I agree this murky causality is important to discuss and that indeed these
results are consistent with other observed distributions of online content
(i.e. Pareto/Zipf), but I think excessively focusing on these responses
undermines the importance of audit research like this. Audit research is
mainly descriptive by design (can’t really conduct an experiment unless you’re
Google) and without the descriptive results from audit research we can’t argue
empirically about the these topics at all!

------
minimaxir
Important caveat: the data analyzed is from November 2017, which is an
eternity ago in the SEO world.

------
sonnyblarney
This is an interesting thing and we can argue about it, but it's a distraction
from the fact we have a de-facto 'single source' for a considerable amount of
information.

Google fits many of the criteria for the definition of monopoly. Once you
consider both systematic issues (i.e. Chrome, Android, default browser
choices, behavioural things) and even brand and mass-market issues ... it's a
monopoly.

The control of most information by a single source entity simply is not
beneficial to the world, even financially.

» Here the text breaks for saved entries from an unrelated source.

//! Command implementations.

pub mod audit;
pub mod config;
pub mod devices;
pub mod run;

use anyhow::Context as _;
use indicatif::{ProgressBar, ProgressStyle};
use snmpfix::{DeviceFilter, DnacClient, LocationFilter};
use std::path::PathBuf;
use std::time::Duration;

use super::args::FilterArgs;
use crate::config::Config;
use crate::output::OutputFormat;

/// Shared context for all commands.
#[derive(Debug, Clone)]
pub struct Context {
    /// Configuration merged with command-line values
    pub config: Config,

    /// Where the configuration was loaded from
    pub config_path: PathBuf,

    /// Output format
    pub output_format: OutputFormat,

    /// Verbose output
    pub verbose: bool,

    /// Disable colors
    pub no_color: bool,
}

impl Context {
    /// Connect and log in to the controller.
    pub async fn client(&self) -> anyhow::Result<DnacClient> {
        let url = self.config.url.as_deref().ok_or_else(|| {
            anyhow::anyhow!(
                "Controller URL required.\n\n\
                 Set it with one of:\n  \
                 1. --url <URL>\n  \
                 2. DNAC_URL environment variable\n  \
                 3. snmpfix config set url <URL>"
            )
        })?;
        let username = self.config.username.as_deref().ok_or_else(|| {
            anyhow::anyhow!(
                "Controller username required (--username, DNAC_USER or `snmpfix config set username`)"
            )
        })?;
        let password = self.config.password.as_deref().unwrap_or_default();

        DnacClient::builder(url)
            .credentials(username, password)
            .accept_invalid_certs(self.config.insecure)
            .poll(self.config.poll())
            .connect()
            .await
            .with_context(|| format!("Failed to connect to {url}"))
    }

    /// Device and location filters, command-line flags replacing the configured ones.
    pub fn filters(&self, args: FilterArgs) -> (DeviceFilter, LocationFilter) {
        if args.is_empty() {
            return (
                self.config.devices.clone(),
                LocationFilter::from(self.config.locations.clone()),
            );
        }

        let filter = DeviceFilter {
            hostname: args.hostname,
            management_ip_address: args.management_ip,
            family: args.family,
            series: args.series,
            platform_id: args.platform_id,
        };
        (filter, LocationFilter::from(args.locations))
    }

    /// Start a spinner on stderr; hidden for machine-readable output.
    pub fn spinner(&self, message: impl Into<String>) -> ProgressBar {
        if self.output_format != OutputFormat::Pretty {
            return ProgressBar::hidden();
        }
        let spinner = ProgressBar::new_spinner();
        spinner.set_style(
            ProgressStyle::default_spinner()
                .template("{spinner:.cyan} {msg}")
                .unwrap_or_else(|_| ProgressStyle::default_spinner()),
        );
        spinner.set_message(message.into());
        spinner.enable_steady_tick(Duration::from_millis(100));
        spinner
    }
}
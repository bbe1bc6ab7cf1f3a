//! Payloads exchanged with the controller's task, file and template APIs.

use super::{DeviceType, Template};
use serde::{Deserialize, Serialize};

/// Standard `{"response": ..., "version": ...}` envelope
#[derive(Debug, Clone, Serialize, Deserialize)]
pub struct ApiResponse<T> {
    /// Wrapped payload
    pub response: T,

    /// API version string
    #[serde(default)]
    pub version: Option<String>,
}

/// Reference to an asynchronous controller task
#[derive(Debug, Clone, Serialize, Deserialize)]
#[serde(rename_all = "camelCase")]
pub struct TaskHandle {
    /// Task identifier
    pub task_id: String,

    /// Relative URL of the task resource
    #[serde(default)]
    pub url: Option<String>,
}

/// Progress of an asynchronous controller task
#[derive(Debug, Clone, Default, Serialize, Deserialize)]
#[serde(rename_all = "camelCase")]
pub struct TaskStatus {
    /// Task identifier
    #[serde(default)]
    pub id: Option<String>,

    /// Free-form progress text
    #[serde(default)]
    pub progress: Option<String>,

    /// Completion time (epoch milliseconds); set once the task has finished
    #[serde(default)]
    pub end_time: Option<i64>,

    /// Whether the task ended in error
    #[serde(default)]
    pub is_error: bool,

    /// Failure description when `is_error` is set
    #[serde(default)]
    pub failure_reason: Option<String>,

    /// Link to the task's result, e.g. `/api/v1/file/<file id>`
    #[serde(default, rename = "additionalStatusURL")]
    pub additional_status_url: Option<String>,

    /// Task-specific result data
    #[serde(default)]
    pub data: Option<String>,
}

impl TaskStatus {
    /// Returns true once the controller reports an end time
    #[must_use]
    pub const fn is_finished(&self) -> bool {
        self.end_time.is_some()
    }

    /// File identifier carried in the result link, if any
    #[must_use]
    pub fn file_id(&self) -> Option<&str> {
        self.additional_status_url
            .as_deref()?
            .rsplit('/')
            .find(|segment| !segment.is_empty())
    }

    /// Human readable progress line
    #[must_use]
    pub fn progress_text(&self) -> &str {
        self.progress.as_deref().unwrap_or("Not Started")
    }
}

/// Body of a configuration export request
#[derive(Clone, Serialize)]
#[serde(rename_all = "camelCase")]
pub struct ExportRequest<'a> {
    /// Devices to export
    pub device_id: Vec<&'a str>,

    /// Archive password
    pub password: &'a str,
}

impl std::fmt::Debug for ExportRequest<'_> {
    fn fmt(&self, f: &mut std::fmt::Formatter<'_>) -> std::fmt::Result {
        f.debug_struct("ExportRequest")
            .field("device_id", &self.device_id)
            .field("password", &"***")
            .finish()
    }
}

/// Template project with its templates
#[derive(Debug, Clone, Serialize, Deserialize)]
pub struct Project {
    /// Project identifier
    pub id: String,

    /// Project name
    pub name: String,

    /// Templates in the project
    #[serde(default)]
    pub templates: Vec<TemplateSummary>,
}

impl Project {
    /// Find a template by exact name
    #[must_use]
    pub fn template(&self, name: &str) -> Option<&TemplateSummary> {
        self.templates.iter().find(|t| t.name == name)
    }
}

/// Template entry in a project listing
#[derive(Debug, Clone, Serialize, Deserialize)]
pub struct TemplateSummary {
    /// Template name
    pub name: String,

    /// Template identifier
    pub id: String,
}

/// Body of a template creation request
#[derive(Debug, Clone, Serialize)]
#[serde(rename_all = "camelCase")]
pub struct CreateTemplateRequest<'a> {
    /// Template name
    pub name: &'a str,

    /// Owning project
    pub project_id: &'a str,

    /// Template language
    pub language: String,

    /// Software type
    pub software_type: &'a str,

    /// Targeted device types
    pub device_types: &'a [DeviceType],

    /// Rendered template content
    pub template_content: &'a str,

    /// Template format version
    pub version: &'a str,
}

impl<'a> CreateTemplateRequest<'a> {
    /// Build a creation request for `template` inside `project_id`
    #[must_use]
    pub fn new(project_id: &'a str, template: &'a Template) -> Self {
        Self {
            name: &template.name,
            project_id,
            language: template.language.to_string(),
            software_type: &template.software_type,
            device_types: &template.device_types,
            template_content: &template.body,
            version: "2",
        }
    }
}

/// Body of a template version commit
#[derive(Debug, Clone, Serialize)]
#[serde(rename_all = "camelCase")]
pub struct VersionTemplateRequest<'a> {
    /// Commit comment
    pub comments: &'a str,

    /// Template to commit
    pub template_id: &'a str,
}

/// Body of a template deployment request
#[derive(Debug, Clone, Serialize)]
#[serde(rename_all = "camelCase")]
pub struct DeployTemplateRequest<'a> {
    /// Template to deploy
    pub template_id: &'a str,

    /// Devices to deploy to
    pub target_info: Vec<DeploymentTarget>,
}

/// One deployment target addressed by management IP
#[derive(Debug, Clone, PartialEq, Eq, Serialize, Deserialize)]
pub struct DeploymentTarget {
    /// Management IP address
    pub id: String,

    /// Target addressing type
    #[serde(rename = "type")]
    pub kind: String,

    /// Template parameters bound for this target
    pub params: TargetParams,
}

impl DeploymentTarget {
    /// Target a device by management IP, binding `$device_ip` to it
    #[must_use]
    pub fn managed_device_ip(ip: impl Into<String>) -> Self {
        let ip = ip.into();
        Self {
            id: ip.clone(),
            kind: "MANAGED_DEVICE_IP".to_string(),
            params: TargetParams { device_ip: ip },
        }
    }
}

/// Template parameters for a deployment target
#[derive(Debug, Clone, PartialEq, Eq, Serialize, Deserialize)]
pub struct TargetParams {
    /// Value bound to `$device_ip`
    pub device_ip: String,
}

/// Reply to a deployment request
#[derive(Debug, Clone, Serialize, Deserialize)]
#[serde(rename_all = "camelCase")]
pub struct DeployResponse {
    /// Deployment reference, e.g. `"Deployment of template...: <uuid>"`
    pub deployment_id: String,
}

impl DeployResponse {
    /// The bare deployment identifier at the end of the reference
    #[must_use]
    pub fn id(&self) -> &str {
        self.deployment_id
            .rsplit(':')
            .next()
            .unwrap_or(&self.deployment_id)
            .trim()
    }
}

/// State of a template deployment
#[derive(Debug, Clone, Copy, PartialEq, Eq, Serialize, Deserialize)]
#[serde(rename_all = "SCREAMING_SNAKE_CASE")]
pub enum DeploymentState {
    /// Deployment accepted
    Init,
    /// Deployment running
    InProgress,
    /// Deployment finished on every target
    Success,
    /// Deployment failed
    Failure,
    /// Any state this client does not know about
    #[serde(other)]
    Unknown,
}

impl DeploymentState {
    /// Returns true if the deployment has reached a final state
    #[must_use]
    pub const fn is_done(&self) -> bool {
        matches!(self, Self::Success | Self::Failure)
    }
}

impl std::fmt::Display for DeploymentState {
    fn fmt(&self, f: &mut std::fmt::Formatter<'_>) -> std::fmt::Result {
        match self {
            Self::Init => write!(f, "INIT"),
            Self::InProgress => write!(f, "IN_PROGRESS"),
            Self::Success => write!(f, "SUCCESS"),
            Self::Failure => write!(f, "FAILURE"),
            Self::Unknown => write!(f, "UNKNOWN"),
        }
    }
}

/// Deployment status report
#[derive(Debug, Clone, Serialize, Deserialize)]
#[serde(rename_all = "camelCase")]
pub struct DeploymentStatus {
    /// Deployment identifier
    #[serde(default)]
    pub deployment_id: Option<String>,

    /// Overall state
    pub status: DeploymentState,

    /// Per-device results as reported by the controller
    #[serde(default)]
    pub devices: Vec<serde_json::Value>,
}

#[cfg(test)]
mod tests {
    use super::*;

    #[test]
    fn test_task_file_id() {
        let status: TaskStatus = serde_json::from_str(
            r#"{
                "progress": "Device configuration export completed",
                "endTime": 1700000000000,
                "isError": false,
                "additionalStatusURL": "/api/v1/file/7c2e-41aa"
            }"#,
        )
        .unwrap();
        assert!(status.is_finished());
        assert_eq!(status.file_id(), Some("7c2e-41aa"));
    }

    #[test]
    fn test_running_task_has_no_end() {
        let status: TaskStatus = serde_json::from_str(r#"{"progress": "In progress"}"#).unwrap();
        assert!(!status.is_finished());
        assert_eq!(status.file_id(), None);
    }

    #[test]
    fn test_deploy_response_id() {
        let reply = DeployResponse {
            deployment_id: "Deployment of  Template: snmp-fix.  ApproxDeploymentTime: 1 min. DeploymentId: 0d1e-99".into(),
        };
        assert_eq!(reply.id(), "0d1e-99");

        let bare = DeployResponse {
            deployment_id: "0d1e-99".into(),
        };
        assert_eq!(bare.id(), "0d1e-99");
    }

    #[test]
    fn test_deployment_target_shape() {
        let target = DeploymentTarget::managed_device_ip("10.0.0.1");
        let json = serde_json::to_value(&target).unwrap();
        assert_eq!(
            json,
            serde_json::json!({
                "id": "10.0.0.1",
                "type": "MANAGED_DEVICE_IP",
                "params": {"device_ip": "10.0.0.1"}
            })
        );
    }

    #[test]
    fn test_unknown_deployment_state() {
        let status: DeploymentStatus =
            serde_json::from_str(r#"{"status": "SCHEDULED"}"#).unwrap();
        assert_eq!(status.status, DeploymentState::Unknown);
        assert!(!status.status.is_done());
    }
}
//! Configuration archive endpoints.

use crate::DnacClient;
use snmpfix_core::{ApiResponse, ArchiveSecret, ExportRequest, Result, SnmpFixError, TaskHandle};

/// Configuration archive endpoints
pub struct ArchiveApi<'a> {
    client: &'a DnacClient,
}

impl<'a> ArchiveApi<'a> {
    pub(crate) const fn new(client: &'a DnacClient) -> Self {
        Self { client }
    }

    /// Start an export of the devices' configurations, encrypted with `secret`.
    ///
    /// The returned task resolves to a file holding the password protected
    /// archive.
    pub async fn export<S: AsRef<str> + Sync>(
        &self,
        device_ids: &[S],
        secret: &ArchiveSecret,
    ) -> Result<TaskHandle> {
        if device_ids.is_empty() {
            return Err(SnmpFixError::Config(
                "at least one device is required for a configuration export".into(),
            ));
        }

        let request = ExportRequest {
            device_id: device_ids.iter().map(AsRef::as_ref).collect(),
            password: secret.expose(),
        };
        let reply: ApiResponse<TaskHandle> = self
            .client
            .post("/dna/intent/api/v1/network-device-archive/cleartext", &request)
            .await?;
        Ok(reply.response)
    }
}
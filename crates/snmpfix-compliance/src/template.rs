//! Velocity template synthesis.

use crate::aggregate::{DeviceRemediation, RemediationSet};
use snmpfix_core::{Template, TemplateLanguage, DEFAULT_SOFTWARE_TYPE};
use std::collections::BTreeSet;

/// Template variable the controller binds to each target's management IP
pub const DEVICE_IP_VARIABLE: &str = "$device_ip";

/// Result of synthesis
#[derive(Debug, Clone, PartialEq, Eq)]
pub enum Synthesis {
    /// A template covering every non-compliant device
    Ready(Template),
    /// Every device is compliant or has no configuration
    NothingToDo,
}

impl Synthesis {
    /// The template, if one was produced
    #[must_use]
    pub fn template(&self) -> Option<&Template> {
        match self {
            Self::Ready(template) => Some(template),
            Self::NothingToDo => None,
        }
    }
}

/// Render the remediation of every non-compliant device into one template.
///
/// Each device gets a block guarded by its management IP containing exactly
/// its remediation commands. Blocks follow device identifier order and are
/// separated by a blank line, so identical input gives an identical body.
#[must_use]
pub fn synthesize(remediation: &RemediationSet, name: &str) -> Synthesis {
    if remediation.is_nothing_to_do() {
        return Synthesis::NothingToDo;
    }

    let body = remediation
        .non_compliant
        .values()
        .map(render_block)
        .collect::<Vec<_>>()
        .join("\n\n");

    let device_types: BTreeSet<_> = remediation
        .targets()
        .map(snmpfix_core::Device::device_type)
        .collect();

    Synthesis::Ready(Template {
        name: name.to_string(),
        body,
        language: TemplateLanguage::Velocity,
        software_type: DEFAULT_SOFTWARE_TYPE.to_string(),
        device_types: device_types.into_iter().collect(),
        targets: remediation.targets().cloned().collect(),
    })
}

fn render_block(entry: &DeviceRemediation) -> String {
    let mut lines = Vec::with_capacity(entry.verdict.remediation.len() + 2);
    lines.push(format!(
        "#if({DEVICE_IP_VARIABLE} == '{}')",
        entry.device.management_ip_address
    ));
    lines.extend(entry.verdict.remediation.iter().map(|line| literal(line)));
    lines.push("#end".to_string());
    lines.join("\n")
}

/// Wrap a command in Velocity's unparsed-content markers when it contains
/// characters the engine would otherwise interpret.
fn literal(command: &str) -> String {
    if command.contains(['$', '#']) {
        format!("#[[{command}]]#")
    } else {
        command.to_string()
    }
}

Google could possibly be broken up, at least the distribution of search entry
points should be a different business than search itself i.e. Android/Browser,
Search different businesses.

Google's control of distribution (i.e. Chrome, Android) is much akin to
Standard Oil's control of the railroad system, which was really how they
developed their monopoly.

Also given the inherent power here, we may want to at least have some
regulation on how information is processed. We regulate so many important
things, we can require certain things for tech companies as long as they are
smart regulations.

Edit: put differently we have, without realizing it, put an _enormous_ amount
of trust and goodwill into Google - they are 'mostly' doing a good job with
it, but there's not reason for us to believe that will continue indefinitely.
Though I'm wary of the politicking and sometimes total lack of understanding
of this stuff in Congress/Parliament ... at least theoretically we should be
able to get past that.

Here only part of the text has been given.